Collection entries
::::::::

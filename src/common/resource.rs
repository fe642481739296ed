use crate::common::{Allowance, CryptowatchConfig, CryptowatchError};
use async_trait::async_trait;
use reqwest::StatusCode;
use serde::Deserialize;
use serde::de::DeserializeOwned;
use url::Url;

/// Every successful response wraps its payload as `{"result": ..., "allowance": {...}}`.
#[derive(Debug, Deserialize)]
struct ApiEnvelope<T> {
    result: T,
    #[serde(default, deserialize_with = "lenient_allowance")]
    allowance: Option<Allowance>,
}

// An allowance of an unexpected shape is dropped; it never fails the call.
fn lenient_allowance<'de, D>(deserializer: D) -> Result<Option<Allowance>, D::Error>
where
    D: serde::Deserializer<'de>,
{
    let raw = Option::<serde_json::Value>::deserialize(deserializer)?;
    Ok(raw.and_then(|value| serde_json::from_value(value).ok()))
}

// Common resource trait definition
#[async_trait]
pub trait ResourceTrait: Send + Sync {
    // Resource specific methods
    fn config(&self) -> &CryptowatchConfig;
    fn client(&self) -> &reqwest::Client;
    fn resource_name(&self) -> &str;

    // Default implementations

    /// Base URL plus one path segment per element; segments are percent-encoded.
    fn endpoint_url(&self, segments: &[&str]) -> Result<Url, CryptowatchError> {
        let mut url = self.config().api_base.clone();
        url.path_segments_mut()
            .map_err(|_| {
                CryptowatchError::ConfigError(format!(
                    "API base cannot carry a path: {}",
                    self.config().api_base
                ))
            })?
            .pop_if_empty()
            .extend(segments);
        Ok(url)
    }

    /// GET `segments` with the API key and `query` attached, returning the unwrapped `result`.
    async fn get<T: DeserializeOwned>(
        &self,
        segments: &[&str],
        query: &[(&str, String)],
    ) -> Result<T, CryptowatchError> {
        let url = self.endpoint_url(segments)?;
        tracing::debug!(resource = self.resource_name(), path = url.path(), "GET");

        let response = self
            .client()
            .get(url)
            .query(&[("apikey", self.config().api_key.as_str())])
            .query(query)
            .send()
            .await?;

        let status = response.status();
        let body = response.text().await?;

        parse_response(self.resource_name(), status, &body)
    }
}

/// Map a raw HTTP status and body onto the unwrapped `result` or a typed error.
pub(crate) fn parse_response<T: DeserializeOwned>(
    resource: &str,
    status: StatusCode,
    body: &str,
) -> Result<T, CryptowatchError> {
    if !status.is_success() {
        let message = api_error_message(body);
        tracing::warn!(resource, status = status.as_u16(), error = %message, "request rejected");
        return Err(CryptowatchError::ApiError {
            status: status.as_u16(),
            message,
        });
    }

    let value: serde_json::Value = serde_json::from_str(body)
        .map_err(|e| CryptowatchError::malformed(format!("{}: body is not JSON: {}", resource, e)))?;

    // The API occasionally reports failures with a 2xx status and an error payload.
    if let Some(message) = value.get("error").and_then(|e| e.as_str()) {
        tracing::warn!(resource, status = status.as_u16(), error = message, "error payload");
        return Err(CryptowatchError::ApiError {
            status: status.as_u16(),
            message: message.to_string(),
        });
    }

    let envelope: ApiEnvelope<T> = serde_json::from_value(value)
        .map_err(|e| CryptowatchError::malformed(format!("{}: {}", resource, e)))?;

    if let Some(allowance) = &envelope.allowance {
        tracing::debug!(
            resource,
            cost = allowance.cost,
            remaining = allowance.remaining,
            "allowance"
        );
    }

    Ok(envelope.result)
}

fn api_error_message(body: &str) -> String {
    serde_json::from_str::<serde_json::Value>(body)
        .ok()
        .and_then(|v| v.get("error").and_then(|e| e.as_str()).map(str::to_string))
        .unwrap_or_else(|| body.trim().to_string())
}

// RESOURCE MACRO
macro_rules! create_resource {
    (
        $struct_name:ident, $resource_name:expr
    ) => {
        #[derive(Debug, Clone)]
        pub struct $struct_name {
            client: reqwest::Client,
            config: $crate::common::CryptowatchConfig,
        }

        impl $struct_name {
            pub fn new(
                config: $crate::common::CryptowatchConfig,
            ) -> $crate::common::Result<Self> {
                Ok(Self {
                    client: $crate::common::create_http_client(&config)?,
                    config,
                })
            }
        }

        #[async_trait::async_trait]
        impl $crate::common::ResourceTrait for $struct_name {
            fn config(&self) -> &$crate::common::CryptowatchConfig {
                &self.config
            }

            fn client(&self) -> &reqwest::Client {
                &self.client
            }

            fn resource_name(&self) -> &str {
                $resource_name
            }
        }
    };
}

pub(crate) use create_resource;
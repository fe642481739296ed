use serde::{Deserialize, Serialize};

/// One row of `GET /exchanges`.
#[derive(Debug, Clone, PartialEq, Serialize, Deserialize)]
pub struct ExchangeInfo {
    pub id: u64,
    pub symbol: String,
    pub name: String,
    pub route: String,
    pub active: bool,
}

#[derive(Debug, Clone, PartialEq, Serialize, Deserialize)]
pub struct ExchangeRoutes {
    /// URL listing every market on the exchange.
    pub markets: String,
}

/// `GET /exchanges/{exchange}` result.
#[derive(Debug, Clone, PartialEq, Serialize, Deserialize)]
pub struct ExchangeDetails {
    pub id: u64,
    pub symbol: String,
    pub name: String,
    pub active: bool,
    pub routes: ExchangeRoutes,
}
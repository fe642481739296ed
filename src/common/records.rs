use serde::{Deserialize, Serialize};

/// A tradable asset (currency or token).
#[derive(Debug, Clone, PartialEq, Serialize, Deserialize)]
pub struct Asset {
    pub id: u64,
    pub symbol: String,
    pub name: String,
    #[serde(default)]
    pub fiat: bool,
    pub route: String,
}

/// A pair listed on an exchange. Returned by the markets listing and embedded in
/// asset, exchange and pair lookups.
#[derive(Debug, Clone, PartialEq, Serialize, Deserialize)]
pub struct Market {
    pub id: u64,
    pub exchange: String,
    pub pair: String,
    pub active: bool,
    pub route: String,
}

/// Request allowance reported alongside every result.
#[derive(Debug, Clone, PartialEq, Serialize, Deserialize)]
#[serde(rename_all = "camelCase")]
pub struct Allowance {
    #[serde(default)]
    pub cost: f64,
    #[serde(default)]
    pub remaining: f64,
    #[serde(default)]
    pub remaining_paid: Option<f64>,
    #[serde(default)]
    pub upgrade: Option<String>,
    #[serde(default)]
    pub account: Option<String>,
}
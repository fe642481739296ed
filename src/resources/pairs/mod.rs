mod types;

use crate::common::resource::create_resource;
use crate::common::{Market, ResourceTrait, Result};
use types::PairDetailsResponse;

pub use types::Pair;

create_resource!(Pairs, "Pairs");

impl Pairs {
    /// GET /pairs
    pub async fn list(&self) -> Result<Vec<Pair>> {
        self.get(&["pairs"], &[]).await
    }

    /// Markets trading `pair` across all exchanges.
    ///
    /// GET /pairs/{pair}
    pub async fn details(&self, pair: &str) -> Result<Vec<Market>> {
        let response: PairDetailsResponse = self.get(&["pairs", pair], &[]).await?;
        Ok(response.markets)
    }
}
use crate::common::{Asset, Market};
use serde::{Deserialize, Serialize};

/// A base/quote combination, e.g. `btceur`.
#[derive(Debug, Clone, PartialEq, Serialize, Deserialize)]
#[serde(rename_all = "camelCase")]
pub struct Pair {
    pub id: u64,
    pub symbol: String,
    pub base: Asset,
    pub quote: Asset,
    pub route: String,
    /// Only set for futures pairs (e.g. `"weekly"`, `"quarterly"`).
    #[serde(default)]
    pub futures_contract_period: Option<String>,
}

// GET /pairs/{pair} also repeats the pair fields; only the market list is kept.
#[derive(Debug, Deserialize)]
pub(crate) struct PairDetailsResponse {
    pub markets: Vec<Market>,
}
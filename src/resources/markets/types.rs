use crate::common::number_or_string;
use crate::resources::markets::{InstrumentKind, Period};
use chrono::{DateTime, Utc};
use serde::{Deserialize, Deserializer, Serialize};
use std::collections::BTreeMap;

/// Basis-point buckets reported by the order book liquidity endpoint.
pub const LIQUIDITY_BASIS_POINTS: [u32; 10] = [25, 50, 75, 100, 150, 200, 250, 300, 400, 500];

#[derive(Debug, Clone, PartialEq, Serialize, Deserialize)]
pub struct MarketRoutes {
    pub price: String,
    pub summary: String,
    pub orderbook: String,
    pub trades: String,
    pub ohlc: String,
}

// Only `active` and `routes` are read from the body.
#[derive(Debug, Clone, Deserialize)]
pub(crate) struct MarketDetailsResponse {
    pub active: bool,
    pub routes: MarketRoutes,
}

/// `GET /markets/{exchange}/{pair}` result. `exchange` and `pair` echo the arguments
/// of the request. `active == false` means the market is no longer supported.
#[derive(Debug, Clone, PartialEq, Serialize, Deserialize)]
pub struct MarketDetails {
    pub exchange: String,
    pub pair: String,
    pub active: bool,
    pub routes: MarketRoutes,
}

// [id, timestamp, price, amount]
pub(crate) type RawTrade = (u64, i64, f64, f64);

#[derive(Debug, Clone, PartialEq, Serialize, Deserialize)]
pub struct Trade {
    pub id: u64,
    pub timestamp: DateTime<Utc>,
    pub price: f64,
    pub amount: f64,
}

#[derive(Debug, Clone, Copy, PartialEq, Serialize, Deserialize)]
pub struct PriceChange {
    pub percentage: f64,
    pub absolute: f64,
}

#[derive(Debug, Clone, Copy, PartialEq, Serialize, Deserialize)]
pub struct SummaryPrice {
    pub last: f64,
    pub high: f64,
    pub low: f64,
    pub change: PriceChange,
}

// Body of the summary endpoints before the pair is attached.
#[derive(Debug, Clone, Deserialize)]
#[serde(rename_all = "camelCase")]
pub(crate) struct SummaryResponse {
    pub price: SummaryPrice,
    pub volume: f64,
    pub volume_quote: f64,
}

/// 24-hour sliding window statistics for one market.
#[derive(Debug, Clone, PartialEq, Serialize, Deserialize)]
#[serde(rename_all = "camelCase")]
pub struct Summary {
    pub price: SummaryPrice,
    pub volume: f64,
    pub volume_quote: f64,
    pub pair: String,
}

/// One row of the all-markets summary, flattened. `open` is derived as
/// `close - change.absolute`.
///
/// `market` is the exchange symbol. Rows from `index:<exchange>:<label>` keys carry
/// `kind == InstrumentKind::Index` and the index label as `pair`; every other row is
/// `InstrumentKind::Market`.
#[derive(Debug, Clone, PartialEq, Serialize, Deserialize)]
pub struct SummaryRow {
    pub market: String,
    pub pair: String,
    pub open: f64,
    pub high: f64,
    pub low: f64,
    pub close: f64,
    pub volume: f64,
    pub volume_quote: f64,
    pub kind: InstrumentKind,
}

/// One `[price, amount]` order book level.
#[derive(Debug, Clone, Copy, PartialEq, Serialize, Deserialize)]
#[serde(from = "(f64, f64)", into = "(f64, f64)")]
pub struct PriceLevel {
    pub price: f64,
    pub amount: f64,
}

impl From<(f64, f64)> for PriceLevel {
    fn from((price, amount): (f64, f64)) -> Self {
        PriceLevel { price, amount }
    }
}

impl From<PriceLevel> for (f64, f64) {
    fn from(level: PriceLevel) -> Self {
        (level.price, level.amount)
    }
}

/// Order book snapshot. `seq_num` lines the snapshot up with WebSocket deltas.
#[derive(Debug, Clone, PartialEq, Serialize, Deserialize)]
#[serde(rename_all = "camelCase")]
pub struct OrderBook {
    pub asks: Vec<PriceLevel>,
    pub bids: Vec<PriceLevel>,
    pub seq_num: u64,
}

/// Cumulative liquidity keyed by basis points away from the current price.
#[derive(Debug, Clone, Default, PartialEq, Serialize, Deserialize)]
pub struct LiquiditySide {
    #[serde(deserialize_with = "liquidity_buckets")]
    pub base: BTreeMap<u32, f64>,
    #[serde(deserialize_with = "liquidity_buckets")]
    pub quote: BTreeMap<u32, f64>,
}

#[derive(Debug, Clone, Default, PartialEq, Serialize, Deserialize)]
pub struct OrderBookLiquidity {
    pub bid: LiquiditySide,
    pub ask: LiquiditySide,
}

fn liquidity_buckets<'de, D>(deserializer: D) -> Result<BTreeMap<u32, f64>, D::Error>
where
    D: Deserializer<'de>,
{
    #[derive(Deserialize)]
    struct Bucket(#[serde(deserialize_with = "number_or_string")] f64);

    let raw = BTreeMap::<u32, Bucket>::deserialize(deserializer)?;
    Ok(raw.into_iter().map(|(bps, Bucket(v))| (bps, v)).collect())
}

// [closeTime, open, high, low, close, volume, quoteVolume]
pub(crate) type RawCandle = (i64, f64, f64, f64, f64, f64, f64);

/// One OHLC candle, stamped with the period it belongs to.
#[derive(Debug, Clone, PartialEq, Serialize, Deserialize)]
pub struct Candle {
    /// Unix seconds.
    pub close_time: i64,
    pub open: f64,
    pub high: f64,
    pub low: f64,
    pub close: f64,
    pub volume: f64,
    pub quote_volume: f64,
    pub period: Period,
}

impl Candle {
    pub(crate) fn from_raw(raw: RawCandle, period: Period) -> Self {
        let (close_time, open, high, low, close, volume, quote_volume) = raw;
        Candle {
            close_time,
            open,
            high,
            low,
            close,
            volume,
            quote_volume,
            period,
        }
    }

    /// Human label of the candle period, e.g. `"1h"`.
    pub fn label(&self) -> &'static str {
        self.period.label()
    }

    pub fn close_time_utc(&self) -> Option<DateTime<Utc>> {
        DateTime::from_timestamp(self.close_time, 0)
    }
}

::::::::

Your instructions – Which of the lines above hold the word "query"? Copy each one.

Output –
    /// GET `segments` with the API key and `query` attached, returning the unwrapped `result`.
        query: &[(&str, String)],
            .query(&[("apikey", self.config().api_key.as_str())])
            .query(query)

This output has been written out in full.